A shortage of victuals combined with a disagreement as to the Armada’s final destination sowed further confusion. Was the fleet to undertake the slower, much riskier Atlantic route to Ulster around the west coast of Ireland or the quicker, safer one to the southern coast between Cork and Waterford? If the former, food would be short. If the latter, Águila’s troops would be left with the almost impossible task of marching across the hostile terrain to join up with the rebels.

As luck would have it, a storm decided the issue by scattering the fleet. Not until the evening of 21 September, after an atrocious journey lasting more than three times longer than anyone had predicted, would Águila make dry land, at Kinsale to the south-west of Cork. By then, he had only 1,700 men and they were on half-rations. After a week, the number rose to 3,400, as the stragglers drifted in. Sir George Carew, a fine soldier and Cecil’s key informant in Ireland, was the closest of Mountjoy’s senior officers to the invading Spaniards and he marched from Cork to assess the threat. Soon Mountjoy followed him. On the 29th, the Lord Deputy rode with a few of his men to reconnoitre the area around the town of Kinsale, which the Spaniards had fortified. It took him a month to pull together his field army but, by the end of October, he had laid siege to the hungry Spaniards with seven thousand men, who would soon be reinforced by two thousand raw conscripts and three hundred cavalry from England, with another three thousand conscripts to follow.

Tyrone would first try ravaging Leinster in an attempt to force Mountjoy to abandon the siege of Kinsale. When that failed, he continued to march southwards, elated to find a new threat ravaging the English ranks – an unidentified zoonotic disease that killed 2,500 soldiers and put 2,000 more out of action. Carew wrote to Cecil in dismay: it was beginning to look as if Mountjoy could end up trapped in a pincer movement between the Spaniards and the Ulstermen with a much-reduced fighting force.

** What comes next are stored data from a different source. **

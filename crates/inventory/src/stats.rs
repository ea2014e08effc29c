//! Aggregate counters over the classified item list.

use serde::{Deserialize, Serialize};

use stockquest_core::Money;

use crate::catalog::{StockTake, StockTakeStatus};
use crate::item::StockItem;
use crate::status::StockStatus;

#[derive(Debug, Clone, Default, PartialEq, Eq, Serialize, Deserialize)]
#[serde(rename_all = "camelCase")]
pub struct AggregateStats {
    /// Σ quantity across all items.
    pub total_items: u64,
    /// Σ quantity × unit price.
    pub total_value: Money,
    pub low_stock_count: usize,
    pub critical_count: usize,
    pub perfect_audits: usize,
}

/// Recompute all counters in one pass over `items` and one over `stock_takes`.
pub fn summarize(items: &[StockItem], stock_takes: &[StockTake]) -> AggregateStats {
    let mut stats = AggregateStats {
        perfect_audits: count_perfect_audits(stock_takes),
        ..AggregateStats::default()
    };

    for item in items {
        stats.total_items += u64::from(item.quantity);
        stats.total_value = stats.total_value.saturating_add(item.stock_value());
        match item.status {
            StockStatus::Low => stats.low_stock_count += 1,
            StockStatus::Critical => stats.critical_count += 1,
            StockStatus::Healthy => {}
        }
    }

    stats
}

/// Perfect audits across completed stock takes.
///
/// A stock take with per-count lines contributes one per zero-variance line;
/// one without lines contributes one if its summary accuracy is at least 100%.
pub fn count_perfect_audits(stock_takes: &[StockTake]) -> usize {
    stock_takes
        .iter()
        .filter(|st| st.status == StockTakeStatus::Completed)
        .map(|st| match (&st.counts, &st.summary) {
            (Some(counts), _) => counts.iter().filter(|c| c.variance == 0).count(),
            (None, Some(summary)) if summary.accuracy_rate >= 100.0 => 1,
            _ => 0,
        })
        .sum()
}

#[cfg(test)]
mod tests {
    use super::*;
    use chrono::{TimeZone, Utc};
    use stockquest_core::{Sku, StockItemId};

    use crate::catalog::{StockTakeCount, StockTakeSummary};
    use crate::item::NewStockItem;

    fn item(sku: &str, quantity: u32, price_cents: u64) -> StockItem {
        let mut fields = NewStockItem::new(sku, sku, quantity);
        fields.reorder_point = Some(50);
        fields.value = Money::from_cents(price_cents);
        fields.into_item(StockItemId::new(sku), Utc.timestamp_opt(0, 0).unwrap())
    }

    fn take(status: StockTakeStatus, variances: Option<Vec<i64>>, accuracy: Option<f64>) -> StockTake {
        StockTake {
            id: "ST".to_string(),
            status,
            counts: variances.map(|vs| {
                vs.into_iter()
                    .map(|variance| StockTakeCount {
                        sku: Sku::new("X"),
                        expected: None,
                        counted: None,
                        variance,
                    })
                    .collect()
            }),
            summary: accuracy.map(|accuracy_rate| StockTakeSummary { accuracy_rate }),
        }
    }

    #[test]
    fn totals_and_status_counts() {
        let items = vec![item("A", 0, 100), item("B", 40, 250), item("C", 200, 10)];
        let stats = summarize(&items, &[]);

        assert_eq!(stats.total_items, 240);
        assert_eq!(stats.total_value, Money::from_cents(40 * 250 + 200 * 10));
        assert_eq!(stats.critical_count, 1);
        assert_eq!(stats.low_stock_count, 1);
        assert_eq!(stats.perfect_audits, 0);
    }

    #[test]
    fn perfect_audits_prefer_count_lines_over_summary() {
        let takes = vec![
            take(StockTakeStatus::Completed, Some(vec![0, 3, 0]), Some(100.0)),
            take(StockTakeStatus::Completed, None, Some(100.0)),
            take(StockTakeStatus::Completed, None, Some(99.9)),
            take(StockTakeStatus::Completed, Some(vec![]), Some(100.0)),
            take(StockTakeStatus::InProgress, Some(vec![0, 0]), None),
            take(StockTakeStatus::Completed, None, None),
        ];

        assert_eq!(count_perfect_audits(&takes), 3);
    }

    #[test]
    fn empty_inputs_give_zeroed_stats() {
        assert_eq!(summarize(&[], &[]), AggregateStats::default());
    }
}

Carew’s fears proved to be unwarranted. Although Tyrone had almost 10,000 men at his disposal, the Spaniards would dwindle to fewer than 2,500 fit for combat. With his proud soldiers soon thinking themselves lucky to be eating dogs and cats when they could find them, Águila appealed to Tyrone not to delay. And, shortly after dawn on Christmas Eve, the battle began. Caught between firm ground and a bog by an English cavalry charge that broke his lines, Tyrone would have no choice but to flee. Seeing that the rebels’ cause was in tatters, the Spaniards declined to sally forth from Kinsale, fearing a massacre. By dusk, a thousand Irish lay dead and eight hundred were wounded, as against only a handful of English.